▶ [Problem to solve]: Set out exactly, line by line, the stretch of data below that begins at the line containing "events are dropped." and ends at the line containing "let response = match", with both ends kept.

[[ Data under study, beginning ]]

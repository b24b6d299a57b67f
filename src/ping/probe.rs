use std::collections::VecDeque;
use std::io;
use std::net::Ipv6Addr;
use std::process::{ExitStatus, Stdio};
use std::time::{Duration, Instant};

use tokio::io::{AsyncBufRead, AsyncBufReadExt, BufReader, Lines};
use tokio::process::{Child, ChildStderr, ChildStdout, Command};
use tokio::time::{Interval, MissedTickBehavior};
use tracing::{debug, warn};

use super::parse::parse_line;
use super::policy::ExitAfterPolicy;
use super::{IcmpResponse, PingError, PingEvent};

/// How often a time-based exit policy is re-checked while ping is silent.
const POLICY_TICK: Duration = Duration::from_millis(100);

/// How long ping gets to exit after SIGINT before it is killed.
const TERMINATE_GRACE: Duration = Duration::from_secs(5);

/// ping prints `icmp_seq` as a u16, so it wraps to 0 after 65535.
const SEQ_MODULUS: u64 = 1 << 16;

/// Sequence numbers this close to the last one are duplicates or late
/// replies. A wrap is only recognised when both ends fall inside it.
const SEQ_WINDOW: u64 = 1024;

/// Larger gaps are reported but not filled with lost responses.
const MAX_GAP_FILL: u64 = SEQ_MODULUS;

/// Spawns probes.
#[derive(Debug, Clone)]
pub struct Pinger {
    program: String,
    program_v6: String,
    args: Vec<String>,
}

impl Default for Pinger {
    fn default() -> Self {
        Self::new("ping")
    }
}

impl Pinger {
    /// Use `program` for every target. `ping` switches to `ping6` for IPv6 literals.
    pub fn new(program: impl Into<String>) -> Self {
        let program = program.into();
        let program_v6 = if program == "ping" {
            "ping6".to_string()
        } else {
            program.clone()
        };

        Self {
            program,
            program_v6,
            args: Vec::new(),
        }
    }

    /// Arguments placed before the target.
    pub fn with_args<I, S>(mut self, args: I) -> Self
    where
        I: IntoIterator<Item = S>,
        S: Into<String>,
    {
        self.args = args.into_iter().map(Into::into).collect();
        self
    }

    pub fn with_v6_program(mut self, program: impl Into<String>) -> Self {
        self.program_v6 = program.into();
        self
    }

    fn program_for(&self, target: &str) -> &str {
        let bare = target.trim_start_matches('[').trim_end_matches(']');
        if bare.parse::<Ipv6Addr>().is_ok() {
            &self.program_v6
        } else {
            &self.program
        }
    }

    /// Start a probe against `target`. Runs until `policy` is satisfied or
    /// ping exits on its own.
    pub fn probe(
        &self,
        target: &str,
        policy: Option<ExitAfterPolicy>,
    ) -> Result<PingProbe, PingError> {
        let program = self.program_for(target);

        let mut child = Command::new(program)
            .args(&self.args)
            .arg(target)
            .stdin(Stdio::null())
            .stdout(Stdio::piped())
            .stderr(Stdio::piped())
            .kill_on_drop(true)
            .spawn()
            .map_err(|source| PingError::Spawn {
                program: program.to_string(),
                source,
            })?;

        let stdout = child.stdout.take().map(|s| BufReader::new(s).lines());
        let stderr = child.stderr.take().map(|s| BufReader::new(s).lines());

        let mut tick = tokio::time::interval(POLICY_TICK);
        tick.set_missed_tick_behavior(MissedTickBehavior::Skip);

        debug!(target = %target, program, pid = child.id(), "ping started");

        Ok(PingProbe {
            target: target.to_string(),
            child,
            stdout,
            stderr,
            policy,
            started: Instant::now(),
            tick,
            responses: 0,
            last_seq: None,
            pending: VecDeque::new(),
            done: false,
        })
    }
}

/// Events of one running ping process.
///
/// Call [`PingProbe::next`] until it returns `None`. An abnormal exit is
/// reported as the final item, after every event already produced. Dropping
/// the probe kills the child; [`PingProbe::cancel`] stops it gracefully.
pub struct PingProbe {
    target: String,
    child: Child,
    stdout: Option<Lines<BufReader<ChildStdout>>>,
    stderr: Option<Lines<BufReader<ChildStderr>>>,
    policy: Option<ExitAfterPolicy>,
    started: Instant,
    tick: Interval,
    responses: u64,
    last_seq: Option<u64>,
    pending: VecDeque<PingEvent>,
    done: bool,
}

#[derive(Clone, Copy)]
enum Stream {
    Stdout,
    Stderr,
}

impl Stream {
    fn as_str(self) -> &'static str {
        match self {
            Self::Stdout => "stdout",
            Self::Stderr => "stderr",
        }
    }
}

async fn next_line<R>(lines: &mut Option<Lines<R>>) -> io::Result<Option<String>>
where
    R: AsyncBufRead + Unpin,
{
    match lines {
        Some(lines) => lines.next_line().await,
        None => std::future::pending().await,
    }
}

impl PingProbe {
    pub fn target(&self) -> &str {
        &self.target
    }

    /// Response events delivered so far, synthesized losses included.
    pub fn responses(&self) -> u64 {
        self.responses
    }

    pub async fn next(&mut self) -> Option<Result<PingEvent, PingError>> {
        loop {
            if self.done {
                return None;
            }

            if self.policy_satisfied() {
                // A packet count is exact; a time limit still hands out what was already read.
                if self.policy.as_ref().is_some_and(ExitAfterPolicy::has_time_limit) {
                    if let Some(event) = self.pending.pop_front() {
                        return Some(Ok(self.deliver(event)));
                    }
                }
                return self.finish(true).await;
            }

            if let Some(event) = self.pending.pop_front() {
                return Some(Ok(self.deliver(event)));
            }

            if self.stdout.is_none() && self.stderr.is_none() {
                return self.finish(false).await;
            }

            let timed = self
                .policy
                .as_ref()
                .is_some_and(ExitAfterPolicy::has_time_limit);

            let (stream, read) = tokio::select! {
                line = next_line(&mut self.stdout) => (Stream::Stdout, line),
                line = next_line(&mut self.stderr) => (Stream::Stderr, line),
                _ = self.tick.tick(), if timed => continue,
            };

            match read {
                Ok(Some(line)) => self.ingest(&line, stream),
                Ok(None) => self.close_stream(stream),
                Err(e) => {
                    warn!(target = %self.target, stream = stream.as_str(), error = %e, "reading ping output failed");
                    self.close_stream(stream);
                }
            }
        }
    }

    /// Interrupt ping and wait for it to exit. Undelivered events are dropped.
    pub async fn cancel(&mut self) -> Result<(), PingError> {
        if self.done {
            return Ok(());
        }
        self.done = true;
        self.pending.clear();

        let status = self
            .terminate(true)
            .await
            .map_err(|source| PingError::Io {
                target: self.target.clone(),
                source,
            })?;

        debug!(target = %self.target, ?status, "ping cancelled");
        Ok(())
    }

    fn policy_satisfied(&self) -> bool {
        self.policy
            .as_ref()
            .is_some_and(|p| p.poll(self.started.elapsed(), self.responses))
    }

    fn deliver(&mut self, event: PingEvent) -> PingEvent {
        if matches!(event, PingEvent::Response(_)) {
            self.responses += 1;
        }
        event
    }

    fn close_stream(&mut self, stream: Stream) {
        match stream {
            Stream::Stdout => self.stdout = None,
            Stream::Stderr => self.stderr = None,
        }
    }

    fn ingest(&mut self, line: &str, stream: Stream) {
        let event = match parse_line(line) {
            Ok(Some(event)) => event,
            Ok(None) => return,
            Err(e) => {
                warn!(target = %self.target, stream = stream.as_str(), error = %e, "skipping ping output");
                return;
            }
        };

        let response = match event {
            PingEvent::Preamble(mut preamble) => {
                preamble.host = self.target.clone();
                self.pending.push_back(PingEvent::Preamble(preamble));
                return;
            }
            PingEvent::Response(response) => response,
        };

        let seq = response.icmp_seq;
        if let Some(last) = self.last_seq {
            let wrapped = last >= SEQ_MODULUS - SEQ_WINDOW && last < SEQ_MODULUS && seq < SEQ_WINDOW;

            let distance = if seq > last {
                seq - last
            } else if wrapped {
                debug!(target = %self.target, last, icmp_seq = seq, "icmp_seq wrapped");
                seq + SEQ_MODULUS - last
            } else if last - seq <= SEQ_WINDOW {
                debug!(target = %self.target, icmp_seq = seq, "dropping duplicate response");
                return;
            } else {
                warn!(target = %self.target, last, icmp_seq = seq, "icmp_seq jumped backwards, restarting sequence");
                0
            };

            let missing = distance.saturating_sub(1);
            if missing > MAX_GAP_FILL {
                warn!(target = %self.target, last, icmp_seq = seq, missing, "icmp_seq gap too large to fill");
            } else if missing > 0 {
                debug!(target = %self.target, missing, "detected lost packets");
                for step in 1..distance {
                    let lost = if wrapped {
                        (last + step) % SEQ_MODULUS
                    } else {
                        last + step
                    };
                    self.pending
                        .push_back(PingEvent::Response(IcmpResponse::lost(lost)));
                }
            }
        }

        self.last_seq = Some(seq);
        self.pending.push_back(PingEvent::Response(response));
    }

    async fn finish(&mut self, requested: bool) -> Option<Result<PingEvent, PingError>> {
        self.done = true;
        self.pending.clear();

        match self.terminate(requested).await {
            Ok(status) if status.success() => {
                debug!(target = %self.target, responses = self.responses, "ping finished");
                None
            }
            Ok(status) => {
                warn!(target = %self.target, ?status, requested, "ping exited abnormally");
                Some(Err(PingError::AbnormalExit {
                    target: self.target.clone(),
                    code: status.code(),
                }))
            }
            Err(source) => Some(Err(PingError::Io {
                target: self.target.clone(),
                source,
            })),
        }
    }

    fn interrupt(&mut self) {
        let Some(pid) = self.child.id() else {
            return;
        };

        #[cfg(unix)]
        {
            // SAFETY: `pid` is our own child and has not been reaped yet.
            let rc = unsafe { libc::kill(pid as libc::pid_t, libc::SIGINT) };
            if rc != 0 {
                debug!(pid, error = %io::Error::last_os_error(), "sending SIGINT failed");
            }
        }

        #[cfg(not(unix))]
        if let Err(e) = self.child.start_kill() {
            debug!(pid, error = %e, "killing ping failed");
        }
    }

    /// Optionally interrupt, read output to EOF, then reap the child.
    async fn terminate(&mut self, interrupt: bool) -> io::Result<ExitStatus> {
        if interrupt {
            self.interrupt();
        }

        if tokio::time::timeout(TERMINATE_GRACE, self.drain())
            .await
            .is_err()
        {
            warn!(target = %self.target, "ping ignored SIGINT, killing it");
            if let Err(e) = self.child.start_kill() {
                debug!(error = %e, "killing ping failed");
            }
        }

        self.stdout = None;
        self.stderr = None;
        self.child.wait().await
    }

    async fn drain(&mut self) {
        while self.stdout.is_some() || self.stderr.is_some() {
            tokio::select! {
                line = next_line(&mut self.stdout) => {
                    if !matches!(line, Ok(Some(_))) {
                        self.stdout = None;
                    }
                }
                line = next_line(&mut self.stderr) => {
                    if !matches!(line, Ok(Some(_))) {
                        self.stderr = None;
                    }
                }
            }
        }
    }
}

[[ Data under study, end ]]

▶ [Answer to this exercise]:
    /// Interrupt ping and wait for it to exit. Undelivered events are dropped.
    pub async fn cancel(&mut self) -> Result<(), PingError> {
        if self.done {
            return Ok(());
        }
        self.done = true;
        self.pending.clear();

        let status = self
            .terminate(true)
            .await
            .map_err(|source| PingError::Io {
                target: self.target.clone(),
                source,
            })?;

        debug!(target = %self.target, ?status, "ping cancelled");
        Ok(())
    }

    fn policy_satisfied(&self) -> bool {
        self.policy
            .as_ref()
            .is_some_and(|p| p.poll(self.started.elapsed(), self.responses))
    }

    fn deliver(&mut self, event: PingEvent) -> PingEvent {
        if matches!(event, PingEvent::Response(_)) {
            self.responses += 1;
        }
        event
    }

    fn close_stream(&mut self, stream: Stream) {
        match stream {
            Stream::Stdout => self.stdout = None,
            Stream::Stderr => self.stderr = None,
        }
    }

    fn ingest(&mut self, line: &str, stream: Stream) {
        let event = match parse_line(line) {
            Ok(Some(event)) => event,
            Ok(None) => return,
            Err(e) => {
                warn!(target = %self.target, stream = stream.as_str(), error = %e, "skipping ping output");
                return;
            }
        };

        let response = match event {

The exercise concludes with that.